Word for word, set down every line of the entries below from the line with "native type mapping." to the line with "pub fn as_c(self)", including both, and no other line.

RECORDS SHOWN >>
-- Opening Marker --

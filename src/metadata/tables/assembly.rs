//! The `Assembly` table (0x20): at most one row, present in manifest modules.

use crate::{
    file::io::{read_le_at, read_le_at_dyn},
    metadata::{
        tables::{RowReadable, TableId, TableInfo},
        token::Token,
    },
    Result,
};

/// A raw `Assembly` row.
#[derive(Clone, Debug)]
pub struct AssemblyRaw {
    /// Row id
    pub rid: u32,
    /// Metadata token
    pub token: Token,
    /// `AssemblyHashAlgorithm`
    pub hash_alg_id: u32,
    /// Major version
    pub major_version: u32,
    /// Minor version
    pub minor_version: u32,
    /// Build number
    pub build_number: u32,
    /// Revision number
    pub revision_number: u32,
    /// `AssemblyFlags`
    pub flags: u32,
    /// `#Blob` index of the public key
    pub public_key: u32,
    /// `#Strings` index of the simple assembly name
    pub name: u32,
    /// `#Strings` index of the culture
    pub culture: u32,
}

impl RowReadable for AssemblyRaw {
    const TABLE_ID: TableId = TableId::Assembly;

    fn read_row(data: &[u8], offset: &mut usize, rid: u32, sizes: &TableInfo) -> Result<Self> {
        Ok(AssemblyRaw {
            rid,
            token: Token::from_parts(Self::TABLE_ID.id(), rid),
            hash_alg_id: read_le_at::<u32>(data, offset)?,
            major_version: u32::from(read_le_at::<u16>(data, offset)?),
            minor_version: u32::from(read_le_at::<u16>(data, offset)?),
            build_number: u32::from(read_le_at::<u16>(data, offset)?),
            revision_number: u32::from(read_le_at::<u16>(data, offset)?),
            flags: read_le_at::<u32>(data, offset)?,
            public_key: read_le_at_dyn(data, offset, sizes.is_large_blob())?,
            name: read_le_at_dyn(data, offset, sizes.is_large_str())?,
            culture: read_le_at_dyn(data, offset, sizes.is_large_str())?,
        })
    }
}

-- Closing Marker --
-- Opening Marker --

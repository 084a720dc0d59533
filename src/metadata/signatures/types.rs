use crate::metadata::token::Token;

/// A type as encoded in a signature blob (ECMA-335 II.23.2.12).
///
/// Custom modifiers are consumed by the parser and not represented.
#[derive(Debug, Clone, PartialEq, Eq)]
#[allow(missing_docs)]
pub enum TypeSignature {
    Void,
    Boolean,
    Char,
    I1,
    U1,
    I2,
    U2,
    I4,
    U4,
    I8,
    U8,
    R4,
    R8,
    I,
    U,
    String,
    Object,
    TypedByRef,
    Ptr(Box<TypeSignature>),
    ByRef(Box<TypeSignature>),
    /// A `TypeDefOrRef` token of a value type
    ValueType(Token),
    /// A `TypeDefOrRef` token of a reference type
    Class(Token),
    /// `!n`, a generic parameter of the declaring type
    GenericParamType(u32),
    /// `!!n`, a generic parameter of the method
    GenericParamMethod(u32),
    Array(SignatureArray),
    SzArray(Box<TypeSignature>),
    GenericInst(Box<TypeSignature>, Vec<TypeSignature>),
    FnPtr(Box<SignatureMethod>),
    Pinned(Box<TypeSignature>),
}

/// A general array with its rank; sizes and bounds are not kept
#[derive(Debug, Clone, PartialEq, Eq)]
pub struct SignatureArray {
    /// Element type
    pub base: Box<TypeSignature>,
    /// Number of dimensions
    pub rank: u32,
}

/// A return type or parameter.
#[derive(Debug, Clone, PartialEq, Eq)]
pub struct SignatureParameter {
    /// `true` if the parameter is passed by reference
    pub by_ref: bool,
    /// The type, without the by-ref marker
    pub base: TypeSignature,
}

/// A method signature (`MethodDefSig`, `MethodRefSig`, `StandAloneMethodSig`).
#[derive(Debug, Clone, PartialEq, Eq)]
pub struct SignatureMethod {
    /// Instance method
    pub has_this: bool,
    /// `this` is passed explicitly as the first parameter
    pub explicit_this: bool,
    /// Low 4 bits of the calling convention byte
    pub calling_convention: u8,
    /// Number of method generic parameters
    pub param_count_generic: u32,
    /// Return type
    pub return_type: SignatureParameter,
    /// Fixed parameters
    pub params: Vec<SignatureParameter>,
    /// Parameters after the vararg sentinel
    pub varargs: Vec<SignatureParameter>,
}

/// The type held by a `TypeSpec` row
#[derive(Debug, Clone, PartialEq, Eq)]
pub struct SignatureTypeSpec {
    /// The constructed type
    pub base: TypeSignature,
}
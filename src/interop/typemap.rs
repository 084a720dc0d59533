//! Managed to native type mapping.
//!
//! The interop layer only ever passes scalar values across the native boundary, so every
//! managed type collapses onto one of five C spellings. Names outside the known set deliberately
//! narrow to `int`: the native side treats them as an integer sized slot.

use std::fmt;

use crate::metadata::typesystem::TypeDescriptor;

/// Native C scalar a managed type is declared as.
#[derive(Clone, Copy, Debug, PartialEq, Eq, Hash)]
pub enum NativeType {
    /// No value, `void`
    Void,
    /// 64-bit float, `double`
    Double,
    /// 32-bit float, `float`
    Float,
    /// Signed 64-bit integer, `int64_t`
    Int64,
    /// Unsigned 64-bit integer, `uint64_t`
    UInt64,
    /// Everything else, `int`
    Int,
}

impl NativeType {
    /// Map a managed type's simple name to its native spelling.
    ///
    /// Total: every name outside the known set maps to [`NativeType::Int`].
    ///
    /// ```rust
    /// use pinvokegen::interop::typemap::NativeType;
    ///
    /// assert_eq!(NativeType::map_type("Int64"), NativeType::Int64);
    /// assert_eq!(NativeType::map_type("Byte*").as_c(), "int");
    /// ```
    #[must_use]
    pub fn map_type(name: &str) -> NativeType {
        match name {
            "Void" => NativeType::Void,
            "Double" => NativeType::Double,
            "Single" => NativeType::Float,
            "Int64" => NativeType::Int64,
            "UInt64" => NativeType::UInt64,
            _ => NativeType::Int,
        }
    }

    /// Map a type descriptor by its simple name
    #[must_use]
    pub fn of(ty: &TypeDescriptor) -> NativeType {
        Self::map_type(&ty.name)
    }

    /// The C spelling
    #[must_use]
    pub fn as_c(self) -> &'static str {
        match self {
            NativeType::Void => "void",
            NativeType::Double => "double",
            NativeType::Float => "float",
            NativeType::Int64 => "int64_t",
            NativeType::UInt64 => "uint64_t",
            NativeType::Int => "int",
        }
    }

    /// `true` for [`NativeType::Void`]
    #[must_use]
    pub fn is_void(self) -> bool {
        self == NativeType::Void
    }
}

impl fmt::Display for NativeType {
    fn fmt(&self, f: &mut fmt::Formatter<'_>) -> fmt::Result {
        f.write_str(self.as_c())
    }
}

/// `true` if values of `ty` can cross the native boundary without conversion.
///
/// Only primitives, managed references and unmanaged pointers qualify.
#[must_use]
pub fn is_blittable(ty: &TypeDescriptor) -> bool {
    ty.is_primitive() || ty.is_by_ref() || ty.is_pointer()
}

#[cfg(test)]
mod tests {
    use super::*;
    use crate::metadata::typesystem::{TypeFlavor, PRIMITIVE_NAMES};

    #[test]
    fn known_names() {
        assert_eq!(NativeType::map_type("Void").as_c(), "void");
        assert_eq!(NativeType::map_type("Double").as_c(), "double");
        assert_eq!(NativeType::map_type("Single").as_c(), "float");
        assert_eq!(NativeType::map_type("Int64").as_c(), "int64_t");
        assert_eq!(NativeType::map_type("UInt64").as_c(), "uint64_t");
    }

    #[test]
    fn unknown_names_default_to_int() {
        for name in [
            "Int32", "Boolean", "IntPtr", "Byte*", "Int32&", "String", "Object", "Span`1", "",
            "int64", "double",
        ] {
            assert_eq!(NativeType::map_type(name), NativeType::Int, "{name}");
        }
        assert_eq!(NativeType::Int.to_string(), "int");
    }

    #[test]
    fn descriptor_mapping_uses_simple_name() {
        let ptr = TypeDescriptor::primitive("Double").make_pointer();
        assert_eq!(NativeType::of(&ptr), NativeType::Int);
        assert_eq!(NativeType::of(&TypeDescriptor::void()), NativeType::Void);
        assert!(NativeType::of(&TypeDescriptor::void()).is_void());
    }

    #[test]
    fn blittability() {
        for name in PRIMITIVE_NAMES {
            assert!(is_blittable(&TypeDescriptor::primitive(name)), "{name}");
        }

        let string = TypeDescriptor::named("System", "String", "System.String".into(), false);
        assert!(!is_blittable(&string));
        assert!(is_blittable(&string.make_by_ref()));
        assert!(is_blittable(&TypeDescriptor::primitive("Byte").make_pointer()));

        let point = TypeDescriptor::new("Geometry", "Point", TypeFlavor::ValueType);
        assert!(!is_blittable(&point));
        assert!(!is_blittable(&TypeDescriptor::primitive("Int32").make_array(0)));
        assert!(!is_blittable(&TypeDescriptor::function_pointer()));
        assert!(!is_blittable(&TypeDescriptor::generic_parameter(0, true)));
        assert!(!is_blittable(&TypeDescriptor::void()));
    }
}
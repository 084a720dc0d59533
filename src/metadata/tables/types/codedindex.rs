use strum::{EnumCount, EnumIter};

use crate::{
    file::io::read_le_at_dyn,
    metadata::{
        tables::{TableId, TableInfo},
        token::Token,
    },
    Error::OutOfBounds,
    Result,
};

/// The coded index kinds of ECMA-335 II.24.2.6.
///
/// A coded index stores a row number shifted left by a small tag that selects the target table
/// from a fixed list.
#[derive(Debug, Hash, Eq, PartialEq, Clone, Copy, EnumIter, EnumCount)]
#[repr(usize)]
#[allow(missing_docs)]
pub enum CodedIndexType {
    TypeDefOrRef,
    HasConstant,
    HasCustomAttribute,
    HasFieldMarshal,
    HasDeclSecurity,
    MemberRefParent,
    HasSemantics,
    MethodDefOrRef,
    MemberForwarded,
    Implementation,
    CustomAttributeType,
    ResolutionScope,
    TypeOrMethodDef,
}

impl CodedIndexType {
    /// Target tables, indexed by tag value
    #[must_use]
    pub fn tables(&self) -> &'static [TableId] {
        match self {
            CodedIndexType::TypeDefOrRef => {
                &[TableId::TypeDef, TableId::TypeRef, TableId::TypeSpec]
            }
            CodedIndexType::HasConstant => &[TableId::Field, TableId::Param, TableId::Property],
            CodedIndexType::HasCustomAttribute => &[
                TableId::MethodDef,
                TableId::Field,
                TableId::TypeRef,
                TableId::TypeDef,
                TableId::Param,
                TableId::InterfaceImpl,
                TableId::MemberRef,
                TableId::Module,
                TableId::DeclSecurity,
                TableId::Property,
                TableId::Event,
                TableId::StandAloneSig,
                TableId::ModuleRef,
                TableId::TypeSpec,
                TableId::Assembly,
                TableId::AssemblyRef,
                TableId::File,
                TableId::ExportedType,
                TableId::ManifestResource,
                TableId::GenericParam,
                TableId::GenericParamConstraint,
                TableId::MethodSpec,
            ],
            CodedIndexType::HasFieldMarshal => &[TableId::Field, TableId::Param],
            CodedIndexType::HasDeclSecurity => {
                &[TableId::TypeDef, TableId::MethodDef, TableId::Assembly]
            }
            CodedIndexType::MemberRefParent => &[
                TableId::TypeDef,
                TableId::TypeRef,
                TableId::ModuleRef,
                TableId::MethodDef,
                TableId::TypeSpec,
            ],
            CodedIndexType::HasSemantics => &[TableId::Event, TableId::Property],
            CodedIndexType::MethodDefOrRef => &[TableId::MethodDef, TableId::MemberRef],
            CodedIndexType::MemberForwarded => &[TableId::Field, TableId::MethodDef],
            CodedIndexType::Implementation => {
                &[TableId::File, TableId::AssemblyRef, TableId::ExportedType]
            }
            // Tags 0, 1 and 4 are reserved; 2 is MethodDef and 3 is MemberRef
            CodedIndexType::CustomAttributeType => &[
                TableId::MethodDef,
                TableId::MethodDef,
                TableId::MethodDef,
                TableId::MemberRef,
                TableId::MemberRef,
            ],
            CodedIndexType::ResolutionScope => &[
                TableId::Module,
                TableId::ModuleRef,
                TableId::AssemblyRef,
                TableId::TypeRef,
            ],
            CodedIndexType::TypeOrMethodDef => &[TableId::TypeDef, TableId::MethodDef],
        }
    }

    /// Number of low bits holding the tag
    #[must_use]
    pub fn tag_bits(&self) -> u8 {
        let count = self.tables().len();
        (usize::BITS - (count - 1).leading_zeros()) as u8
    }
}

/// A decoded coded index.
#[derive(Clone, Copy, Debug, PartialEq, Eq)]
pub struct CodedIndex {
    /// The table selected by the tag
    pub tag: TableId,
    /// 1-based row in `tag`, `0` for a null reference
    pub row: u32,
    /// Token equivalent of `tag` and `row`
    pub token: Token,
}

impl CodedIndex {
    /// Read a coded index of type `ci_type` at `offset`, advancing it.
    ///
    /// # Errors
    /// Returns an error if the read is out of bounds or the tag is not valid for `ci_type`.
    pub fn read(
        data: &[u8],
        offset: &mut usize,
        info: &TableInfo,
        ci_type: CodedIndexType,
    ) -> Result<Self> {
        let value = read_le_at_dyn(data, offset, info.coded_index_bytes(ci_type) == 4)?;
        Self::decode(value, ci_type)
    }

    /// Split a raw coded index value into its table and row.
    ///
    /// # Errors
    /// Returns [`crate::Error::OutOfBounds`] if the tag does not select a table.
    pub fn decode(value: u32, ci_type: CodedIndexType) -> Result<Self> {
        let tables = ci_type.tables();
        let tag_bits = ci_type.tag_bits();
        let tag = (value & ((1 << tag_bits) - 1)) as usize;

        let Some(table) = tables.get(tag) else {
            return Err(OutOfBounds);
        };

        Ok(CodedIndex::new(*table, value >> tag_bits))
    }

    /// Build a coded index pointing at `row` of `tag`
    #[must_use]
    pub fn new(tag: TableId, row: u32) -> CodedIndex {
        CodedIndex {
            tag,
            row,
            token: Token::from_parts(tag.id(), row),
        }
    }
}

-- Closing Marker --

TASK OUTPUT >>
//! Managed to native type mapping.
//!
//! The interop layer only ever passes scalar values across the native boundary, so every
//! managed type collapses onto one of five C spellings. Names outside the known set deliberately
//! narrow to `int`: the native side treats them as an integer sized slot.

use std::fmt;

use crate::metadata::typesystem::TypeDescriptor;

/// Native C scalar a managed type is declared as.
#[derive(Clone, Copy, Debug, PartialEq, Eq, Hash)]
pub enum NativeType {
    /// No value, `void`
    Void,
    /// 64-bit float, `double`
    Double,
    /// 32-bit float, `float`
    Float,
    /// Signed 64-bit integer, `int64_t`
    Int64,
    /// Unsigned 64-bit integer, `uint64_t`
    UInt64,
    /// Everything else, `int`
    Int,
}

impl NativeType {
    /// Map a managed type's simple name to its native spelling.
    ///
    /// Total: every name outside the known set maps to [`NativeType::Int`].
    ///
    /// ```rust
    /// use pinvokegen::interop::typemap::NativeType;
    ///
    /// assert_eq!(NativeType::map_type("Int64"), NativeType::Int64);
    /// assert_eq!(NativeType::map_type("Byte*").as_c(), "int");
    /// ```
    #[must_use]
    pub fn map_type(name: &str) -> NativeType {
        match name {
            "Void" => NativeType::Void,
            "Double" => NativeType::Double,
            "Single" => NativeType::Float,
            "Int64" => NativeType::Int64,
            "UInt64" => NativeType::UInt64,
            _ => NativeType::Int,
        }
    }

    /// Map a type descriptor by its simple name
    #[must_use]
    pub fn of(ty: &TypeDescriptor) -> NativeType {
        Self::map_type(&ty.name)
    }

    /// The C spelling
    #[must_use]
    pub fn as_c(self) -> &'static str {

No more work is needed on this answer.